If your input and checkSolution are black boxes, you can say that a deterministic machine needs to iterate the entire solution space. If checkSolution is a black box, you can do the "guess a number"-problem. If your input is also a black box, you can't use partial solutions to narrow down the solution space. For example, in the partial sums problem, if you only know that you've picked the first and the seventh number, but you don't know anything about them, you can only know if you have a solution by running checkSolution on your picks. If you can't get any extra information out of checkSolution either, you're stuck generating 2^n solutions to find a match.

How about attacking the solution space of partial sums. Is the entire solution space strictly necessary? Could we do away with parts of it? You've got 2^n-n-1 different partial sums in your solution space. Do we need them all? Maybe you've got a sequence like [1,2,-3,6], that's got some redundancy: 1+2 = 3 and -3+6 = 3, so we've got 3 represented twice. So we wouldn't have to fill in the entire solution space and could get away with generating only parts of it for any given input? Not so fast. Suppose you construct an input where every entry is double the size of the previous one: e.g. [1,2,4,8,16, ...]. Now there are 2^n-1 unique partial sums, as the entries each encode a different bit and the partial sums end up being the numbers from 1 to 2^n-1.

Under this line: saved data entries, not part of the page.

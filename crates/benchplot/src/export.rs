//! 集計テーブルの CSV 出力

use std::fs::File;
use std::io::{self, BufWriter, Write};
use std::path::Path;

use benchplot_core::{Row, Table};

pub const CSV_HEADER: [&str; 8] = [
    "Algorithm",
    "instance",
    "boundValues",
    "nodeGen",
    "nodeExp",
    "cpu",
    "nodeGenDiff",
    "kind",
];

fn optional(value: Option<f64>) -> String {
    value.map(|v| v.to_string()).unwrap_or_default()
}

fn record(row: &Row) -> [String; 8] {
    [
        row.algorithm.clone(),
        row.instance.clone(),
        row.bound.to_string(),
        optional(row.node_generated),
        optional(row.node_expanded),
        row.cpu.to_string(),
        optional(row.difference_ratio),
        row.kind.as_str().to_string(),
    ]
}

/// テーブル全行を書き出す。存在しない列は空欄。
pub fn write_table_csv(path: &Path, table: &Table) -> io::Result<()> {
    let mut writer = BufWriter::new(File::create(path)?);
    write_csv_row(&mut writer, &CSV_HEADER)?;
    for row in table.rows() {
        write_csv_row(&mut writer, &record(row))?;
    }
    writer.flush()
}

fn write_csv_row<W: Write>(writer: &mut W, row: &[impl AsRef<str>]) -> io::Result<()> {
    for (idx, value) in row.iter().enumerate() {
        if idx > 0 {
            writer.write_all(b",")?;
        }
        write_csv_value(writer, value.as_ref())?;
    }
    writer.write_all(b"\n")
}

fn write_csv_value<W: Write>(writer: &mut W, value: &str) -> io::Result<()> {
    let needs_quote = value.contains(',') || value.contains('"') || value.contains('\n');
    if !needs_quote {
        return writer.write_all(value.as_bytes());
    }
    writer.write_all(b"\"")?;
    writer.write_all(value.replace('"', "\"\"").as_bytes())?;
    writer.write_all(b"\"")
}
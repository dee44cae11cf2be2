//! 生テーブルからの派生テーブル
//!
//! いずれも入出力を持たない純粋な変換で、入力の行順に依存しない。
//! グループ化はアルゴリズムキー・インスタンス ID・正規化済み係数の完全一致で行う。

use std::collections::{BTreeSet, HashMap, HashSet};

use crate::bound::Bound;
use crate::table::{Column, Row, RowKind, Table};

/// PAR10 の倍率
pub const PAR10_FACTOR: f64 = 10.0;

/// 行数と、異なる (アルゴリズム, 係数) の組の数がともに `required` のインスタンス。
/// 同じ組の重複行は件数を満たしても完全とみなさない。
fn complete_instances(table: &Table, required: usize) -> HashSet<&str> {
    let mut coverage: HashMap<&str, (usize, HashSet<(&str, Bound)>)> = HashMap::new();
    for row in table.rows() {
        let (rows, pairs) = coverage.entry(row.instance.as_str()).or_default();
        *rows += 1;
        pairs.insert((row.algorithm.as_str(), row.bound));
    }
    coverage
        .into_iter()
        .filter(|(_, (rows, pairs))| *rows == required && pairs.len() == required)
        .map(|(instance, _)| instance)
        .collect()
}

fn log_valid_instances(rows: &[Row], bounds: &[Bound]) {
    for bound in bounds {
        let n = rows
            .iter()
            .filter(|r| r.bound == *bound)
            .map(|r| r.instance.as_str())
            .collect::<BTreeSet<_>>()
            .len();
        log::info!("bound {bound}: {n} valid instances");
    }
}

/// 全アルゴリズムが全係数で解いたインスタンスだけを残す。
///
/// `アルゴリズム数 × 係数数` の組をちょうど1行ずつ持たないインスタンスは、
/// 欠けている組み合わせだけでなくインスタンスごと取り除く。
pub fn all_solved(table: &Table) -> Table {
    let required = table.algorithms().len() * table.bounds().len();
    let complete = complete_instances(table, required);
    let rows: Vec<Row> = table
        .rows()
        .iter()
        .filter(|r| complete.contains(r.instance.as_str()))
        .cloned()
        .collect();
    log_valid_instances(&rows, &table.bounds());
    Table::from_rows(rows)
}

/// 基準アルゴリズムが解いたインスタンスに絞り、生成ノード比を付与する。
///
/// 対応する基準行が見つからない行の比は NaN とし、処理は継続する。
pub fn baseline_relative(table: &Table, baseline: &str) -> Table {
    let baseline_rows: Vec<&Row> = table.rows().iter().filter(|r| r.algorithm == baseline).collect();
    if baseline_rows.is_empty() {
        log::warn!("baseline {baseline} has no results; nothing to compare");
        return Table::default();
    }

    let baseline_instances: HashSet<&str> =
        baseline_rows.iter().map(|r| r.instance.as_str()).collect();
    let baseline_bounds: BTreeSet<Bound> = baseline_rows.iter().map(|r| r.bound).collect();
    let required = table.algorithms().len() * baseline_bounds.len();
    let complete = complete_instances(table, required);

    let kept: Vec<&Row> = table
        .rows()
        .iter()
        .filter(|r| {
            let instance = r.instance.as_str();
            baseline_instances.contains(instance) && complete.contains(instance)
        })
        .collect();

    let reference: HashMap<(&str, Bound), Option<f64>> = kept
        .iter()
        .filter(|r| r.algorithm == baseline)
        .map(|r| ((r.instance.as_str(), r.bound), r.node_generated))
        .collect();

    for bound in &baseline_bounds {
        let at_bound: Vec<&&Row> = kept.iter().filter(|r| r.bound == *bound).collect();
        let instances = at_bound.iter().map(|r| r.instance.as_str()).collect::<BTreeSet<_>>();
        let base: Vec<f64> = at_bound
            .iter()
            .filter(|r| r.algorithm == baseline)
            .filter_map(|r| r.node_generated)
            .collect();
        let base_mean = if base.is_empty() {
            f64::NAN
        } else {
            base.iter().sum::<f64>() / base.len() as f64
        };
        log::info!(
            "bound {bound}: {} valid instances, baseline avg nodeGen {base_mean}",
            instances.len()
        );
    }

    let rows = kept
        .into_iter()
        .map(|r| {
            let base = reference.get(&(r.instance.as_str(), r.bound)).copied().flatten();
            let ratio = match (r.node_generated, base) {
                (Some(gen_row), Some(gen_base)) => gen_row / gen_base,
                _ => {
                    log::warn!(
                        "baseline {baseline} not found for {} instance {} bound {}",
                        r.algorithm,
                        r.instance,
                        r.bound
                    );
                    f64::NAN
                }
            };
            Row {
                difference_ratio: Some(ratio),
                ..r.clone()
            }
        })
        .collect();
    Table::from_rows(rows)
}

/// 実在の ID と衝突しない `<prefix>-<n>` を順に払い出す
struct PlaceholderIds<'a> {
    prefix: &'static str,
    taken: HashSet<&'a str>,
}

impl<'a> PlaceholderIds<'a> {
    fn new(prefix: &'static str, table: &'a Table) -> Self {
        PlaceholderIds {
            prefix,
            taken: table.rows().iter().map(|r| r.instance.as_str()).collect(),
        }
    }

    /// 1グループ分の ID。グループごとに 0 から数え直す。
    fn take(&self, count: usize) -> Vec<String> {
        (0..)
            .map(|i| format!("{}-{i}", self.prefix))
            .filter(|id| !self.taken.contains(id.as_str()))
            .take(count)
            .collect()
    }
}

/// 各 (アルゴリズム, 係数) の不足数を数え、`fill` で補完行を作る
fn fill_unsolved(
    table: &Table,
    total_instances: usize,
    ids: &PlaceholderIds<'_>,
    fill: impl Fn(&str, Bound, String) -> Row,
) -> Table {
    let mut rows: Vec<Row> = table.rows().to_vec();
    let bounds = table.bounds();
    for algorithm in table.algorithms() {
        for &bound in &bounds {
            let observed = table.count(algorithm, bound);
            if observed > total_instances {
                log::warn!(
                    "{algorithm} bound {bound}: {observed} results exceed {total_instances} instances"
                );
                continue;
            }
            let unsolved = total_instances - observed;
            if unsolved == 0 {
                continue;
            }
            for id in ids.take(unsolved) {
                rows.push(fill(algorithm, bound, id));
            }
        }
    }
    Table::from_rows(rows)
}

/// 未解決インスタンスを全体最大値の 10 倍で補完する（PAR10）
pub fn par10(table: &Table, total_instances: usize) -> Table {
    let max_cpu = table.max(Column::Cpu).unwrap_or(0.0);
    let max_gen = table.max(Column::NodeGen).unwrap_or(0.0);
    let max_exp = table.max(Column::NodeExp).unwrap_or(0.0);
    let ids = PlaceholderIds::new("par10", table);
    fill_unsolved(table, total_instances, &ids, |algorithm, bound, instance| Row {
        algorithm: algorithm.to_string(),
        instance,
        bound,
        cpu: max_cpu * PAR10_FACTOR,
        node_generated: Some(max_gen * PAR10_FACTOR),
        node_expanded: Some(max_exp * PAR10_FACTOR),
        difference_ratio: None,
        kind: RowKind::Par10,
    })
}

/// 未解決インスタンスの CPU 時間を制限時間で補完する。ノード数列は持たない。
pub fn time_limit(table: &Table, total_instances: usize, time_limit_secs: f64) -> Table {
    let ids = PlaceholderIds::new("TimeLimitReached", table);
    fill_unsolved(table, total_instances, &ids, |algorithm, bound, instance| Row {
        algorithm: algorithm.to_string(),
        instance,
        bound,
        cpu: time_limit_secs,
        node_generated: None,
        node_expanded: None,
        difference_ratio: None,
        kind: RowKind::TimeLimit,
    })
}
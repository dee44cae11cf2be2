//! 係数ごとの解決数（カバレッジ）

use std::fmt;

use crate::bound::Bound;
use crate::table::Table;

/// アルゴリズム × 係数の解決数表
#[derive(Debug, Clone, PartialEq)]
pub struct CoverageMatrix {
    pub algorithms: Vec<String>,
    pub bounds: Vec<Bound>,
    /// `cells[i][j]` = `algorithms[i]` の `bounds[j]` における `"<solved>/<total>"`
    pub cells: Vec<Vec<String>>,
}

impl CoverageMatrix {
    /// `algorithms` の順に、テーブルに現れるものだけを行にする。
    /// 空スライスならテーブル内の出現順を使う。
    pub fn build(table: &Table, algorithms: &[&str], total: usize) -> Self {
        let present = table.algorithms();
        let rows: Vec<String> = if algorithms.is_empty() {
            present.iter().map(|a| a.to_string()).collect()
        } else {
            algorithms
                .iter()
                .filter(|a| present.contains(*a))
                .map(|a| a.to_string())
                .collect()
        };
        let bounds = table.bounds();
        let cells = rows
            .iter()
            .map(|alg| {
                bounds
                    .iter()
                    .map(|&b| format!("{}/{total}", table.count(alg, b)))
                    .collect()
            })
            .collect();
        CoverageMatrix {
            algorithms: rows,
            bounds,
            cells,
        }
    }

    /// 行ラベルを `name` で置き換えた表（表示名での出力用）
    pub fn relabel(&self, name: impl Fn(&str) -> String) -> CoverageMatrix {
        CoverageMatrix {
            algorithms: self.algorithms.iter().map(|a| name(a.as_str())).collect(),
            ..self.clone()
        }
    }
}

/// 左1列目にアルゴリズム名を置いた固定幅のテキスト表
impl fmt::Display for CoverageMatrix {
    fn fmt(&self, f: &mut fmt::Formatter<'_>) -> fmt::Result {
        let header: Vec<String> = self.bounds.iter().map(Bound::to_string).collect();
        let name_width = self.algorithms.iter().map(String::len).max().unwrap_or(0).max(9);
        let cell_width = header
            .iter()
            .chain(self.cells.iter().flatten())
            .map(String::len)
            .max()
            .unwrap_or(0);

        write!(f, "{:<name_width$}", "Algorithm")?;
        for h in &header {
            write!(f, "  {h:>cell_width$}")?;
        }
        writeln!(f)?;
        for (alg, row) in self.algorithms.iter().zip(&self.cells) {
            write!(f, "{alg:<name_width$}")?;
            for cell in row {
                write!(f, "  {cell:>cell_width$}")?;
            }
            writeln!(f)?;
        }
        Ok(())
    }
}

/// カバレッジ折れ線用の1点
#[derive(Debug, Clone, PartialEq)]
pub struct CoveragePoint {
    pub algorithm: String,
    pub bound: Bound,
    pub solved: usize,
}

/// 全アルゴリズム × 全係数の解決数。0 件の組も含む。
pub fn coverage_series(table: &Table) -> Vec<CoveragePoint> {
    let bounds = table.bounds();
    table
        .algorithms()
        .into_iter()
        .flat_map(|alg| {
            bounds.iter().map(move |&bound| CoveragePoint {
                algorithm: alg.to_string(),
                bound,
                solved: table.count(alg, bound),
            })
        })
        .collect()
}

But hey, that sequence of positive numbers is never going to add up to zero, and the first negative number smaller than 2^n is going to create an easy solution, as we can sort the input and pick the bits we need to match the negative number. Right. How about [1, -2, 4, -8, 16, -32, ...]? That sequence generates partial sums that constitute all positive numbers and all negative numbers, but there is no partial sum that adds up to zero, and no partial sum is repeated. If your algorithm is given a sequence like this and it doesn't detect it, it'll see a pretty dense partial sum space of unique numbers that can potentially add up to zero. And each added number in the input doubles the size of the partial sum space.

Can you detect these kinds of sequences? Sort the numbers by their absolute value and look for a sequence where the magnitude at least doubles after each step. Right. What if you use a higher magnitude step than doubling and insert one less-than-double number into the sequence in a way such that the new number doesn't sum up to zero with anything? You'll still have 2^n unique partial sums, but now the program needs to detect another trick to avoid having to search the entire solution space.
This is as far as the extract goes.